:: About this exercise ::
Print nothing but the lines below starting at the line that holds "use crate::model::Summary;" and ending at the line that holds "impl Classifier for", including both, each exactly as written.

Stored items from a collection
== Segment start ==
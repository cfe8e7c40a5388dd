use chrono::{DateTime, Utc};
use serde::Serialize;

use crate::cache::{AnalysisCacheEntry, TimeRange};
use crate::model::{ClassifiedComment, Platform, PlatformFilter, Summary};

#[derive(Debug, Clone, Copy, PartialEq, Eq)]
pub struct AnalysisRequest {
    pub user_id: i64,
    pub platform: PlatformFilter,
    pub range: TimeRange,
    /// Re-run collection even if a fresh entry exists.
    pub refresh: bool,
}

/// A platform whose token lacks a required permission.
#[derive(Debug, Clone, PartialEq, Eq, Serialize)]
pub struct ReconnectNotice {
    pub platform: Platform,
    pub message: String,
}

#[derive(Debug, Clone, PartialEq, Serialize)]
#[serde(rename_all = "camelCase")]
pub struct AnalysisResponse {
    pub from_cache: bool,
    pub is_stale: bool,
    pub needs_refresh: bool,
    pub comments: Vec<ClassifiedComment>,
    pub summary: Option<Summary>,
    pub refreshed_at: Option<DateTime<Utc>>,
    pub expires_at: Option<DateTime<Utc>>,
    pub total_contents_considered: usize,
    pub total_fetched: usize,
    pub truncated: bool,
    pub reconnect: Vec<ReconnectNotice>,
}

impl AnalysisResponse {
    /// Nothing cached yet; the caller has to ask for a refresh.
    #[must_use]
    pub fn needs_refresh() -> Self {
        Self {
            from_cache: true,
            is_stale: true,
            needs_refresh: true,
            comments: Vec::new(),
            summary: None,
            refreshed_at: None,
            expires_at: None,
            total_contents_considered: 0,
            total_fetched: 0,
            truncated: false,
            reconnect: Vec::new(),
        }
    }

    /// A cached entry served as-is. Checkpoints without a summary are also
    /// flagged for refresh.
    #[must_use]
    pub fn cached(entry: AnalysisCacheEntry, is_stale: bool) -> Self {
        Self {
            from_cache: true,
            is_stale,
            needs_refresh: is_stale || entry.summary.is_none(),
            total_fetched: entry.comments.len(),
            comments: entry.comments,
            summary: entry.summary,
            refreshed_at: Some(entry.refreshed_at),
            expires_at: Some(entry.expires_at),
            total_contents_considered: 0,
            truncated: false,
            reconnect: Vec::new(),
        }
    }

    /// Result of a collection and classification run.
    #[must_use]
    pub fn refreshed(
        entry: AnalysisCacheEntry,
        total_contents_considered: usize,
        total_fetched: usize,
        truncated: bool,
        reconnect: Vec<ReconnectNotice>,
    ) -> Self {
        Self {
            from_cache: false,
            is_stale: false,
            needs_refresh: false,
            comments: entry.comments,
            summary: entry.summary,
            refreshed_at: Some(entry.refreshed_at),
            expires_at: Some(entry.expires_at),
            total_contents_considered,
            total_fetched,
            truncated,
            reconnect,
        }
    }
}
== Segment end ==
== Segment start ==
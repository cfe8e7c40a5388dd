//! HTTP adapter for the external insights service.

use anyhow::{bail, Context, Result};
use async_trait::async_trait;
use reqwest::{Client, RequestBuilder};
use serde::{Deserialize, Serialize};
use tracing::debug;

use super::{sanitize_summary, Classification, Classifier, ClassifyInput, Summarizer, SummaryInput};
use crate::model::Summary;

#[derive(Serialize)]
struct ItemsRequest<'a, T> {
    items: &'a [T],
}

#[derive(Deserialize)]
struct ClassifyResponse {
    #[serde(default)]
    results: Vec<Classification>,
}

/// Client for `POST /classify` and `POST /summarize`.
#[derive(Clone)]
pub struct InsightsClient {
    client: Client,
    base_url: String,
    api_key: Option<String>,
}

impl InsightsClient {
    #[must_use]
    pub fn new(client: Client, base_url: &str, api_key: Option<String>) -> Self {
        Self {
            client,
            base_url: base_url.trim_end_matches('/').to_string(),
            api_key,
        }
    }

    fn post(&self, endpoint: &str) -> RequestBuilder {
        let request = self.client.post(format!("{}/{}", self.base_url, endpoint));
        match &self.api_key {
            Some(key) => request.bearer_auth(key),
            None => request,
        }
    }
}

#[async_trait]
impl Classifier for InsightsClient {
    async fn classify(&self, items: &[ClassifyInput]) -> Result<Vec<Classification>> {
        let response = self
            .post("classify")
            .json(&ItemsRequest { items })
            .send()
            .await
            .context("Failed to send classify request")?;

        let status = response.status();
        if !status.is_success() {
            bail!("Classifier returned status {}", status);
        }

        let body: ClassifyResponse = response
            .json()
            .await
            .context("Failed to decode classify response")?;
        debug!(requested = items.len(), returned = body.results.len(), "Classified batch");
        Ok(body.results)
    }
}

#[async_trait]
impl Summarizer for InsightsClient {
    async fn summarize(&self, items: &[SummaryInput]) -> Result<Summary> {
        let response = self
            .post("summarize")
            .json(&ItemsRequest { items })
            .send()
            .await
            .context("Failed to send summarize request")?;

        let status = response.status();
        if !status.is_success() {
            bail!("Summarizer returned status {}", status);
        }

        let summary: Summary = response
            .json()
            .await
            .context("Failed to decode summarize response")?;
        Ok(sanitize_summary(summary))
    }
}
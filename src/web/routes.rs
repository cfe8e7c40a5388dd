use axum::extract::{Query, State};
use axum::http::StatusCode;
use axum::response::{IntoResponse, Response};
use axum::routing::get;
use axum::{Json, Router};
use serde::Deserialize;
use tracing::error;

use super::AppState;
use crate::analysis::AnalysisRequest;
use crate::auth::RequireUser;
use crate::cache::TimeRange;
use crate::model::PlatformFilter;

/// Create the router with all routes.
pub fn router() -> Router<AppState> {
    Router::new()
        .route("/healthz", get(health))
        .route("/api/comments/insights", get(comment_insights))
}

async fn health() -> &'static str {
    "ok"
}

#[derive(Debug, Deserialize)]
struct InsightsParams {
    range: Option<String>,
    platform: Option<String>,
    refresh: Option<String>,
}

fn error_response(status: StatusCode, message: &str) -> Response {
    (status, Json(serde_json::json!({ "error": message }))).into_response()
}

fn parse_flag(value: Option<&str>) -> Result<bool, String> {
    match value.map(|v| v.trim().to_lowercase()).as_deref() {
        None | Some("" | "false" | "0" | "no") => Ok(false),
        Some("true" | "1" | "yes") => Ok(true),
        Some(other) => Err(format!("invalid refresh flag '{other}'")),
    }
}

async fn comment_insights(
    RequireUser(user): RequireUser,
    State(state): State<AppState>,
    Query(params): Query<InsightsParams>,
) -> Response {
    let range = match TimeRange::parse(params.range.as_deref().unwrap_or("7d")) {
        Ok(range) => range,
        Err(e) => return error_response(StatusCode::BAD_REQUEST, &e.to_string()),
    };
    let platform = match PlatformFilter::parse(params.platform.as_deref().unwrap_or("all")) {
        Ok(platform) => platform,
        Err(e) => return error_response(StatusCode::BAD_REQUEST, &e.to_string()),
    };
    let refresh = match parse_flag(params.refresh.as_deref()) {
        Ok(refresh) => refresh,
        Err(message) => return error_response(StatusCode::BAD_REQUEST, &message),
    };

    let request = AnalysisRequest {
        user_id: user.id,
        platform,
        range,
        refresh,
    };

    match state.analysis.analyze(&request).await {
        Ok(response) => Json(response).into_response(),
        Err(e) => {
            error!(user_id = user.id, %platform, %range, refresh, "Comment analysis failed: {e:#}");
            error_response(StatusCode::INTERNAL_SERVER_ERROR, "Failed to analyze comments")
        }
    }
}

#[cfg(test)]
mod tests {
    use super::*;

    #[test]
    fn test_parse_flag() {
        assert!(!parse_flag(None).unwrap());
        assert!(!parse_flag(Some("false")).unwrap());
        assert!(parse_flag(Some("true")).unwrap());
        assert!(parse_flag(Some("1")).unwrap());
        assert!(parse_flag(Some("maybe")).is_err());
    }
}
== Segment end ==
:: Your response ::
use crate::model::Summary;

#[derive(Serialize)]
struct ItemsRequest<'a, T> {
    items: &'a [T],
}

#[derive(Deserialize)]
struct ClassifyResponse {
    #[serde(default)]
    results: Vec<Classification>,
}

/// Client for `POST /classify` and `POST /summarize`.
#[derive(Clone)]
pub struct InsightsClient {
    client: Client,
    base_url: String,
    api_key: Option<String>,
}

impl InsightsClient {
    #[must_use]
    pub fn new(client: Client, base_url: &str, api_key: Option<String>) -> Self {
        Self {
            client,
            base_url: base_url.trim_end_matches('/').to_string(),
            api_key,
        }
    }

    fn post(&self, endpoint: &str) -> RequestBuilder {
        let request = self.client.post(format!("{}/{}", self.base_url, endpoint));
        match &self.api_key {
            Some(key) => request.bearer_auth(key),
            None => request,
        }
    }
}

#[async_trait]
impl Classifier for InsightsClient {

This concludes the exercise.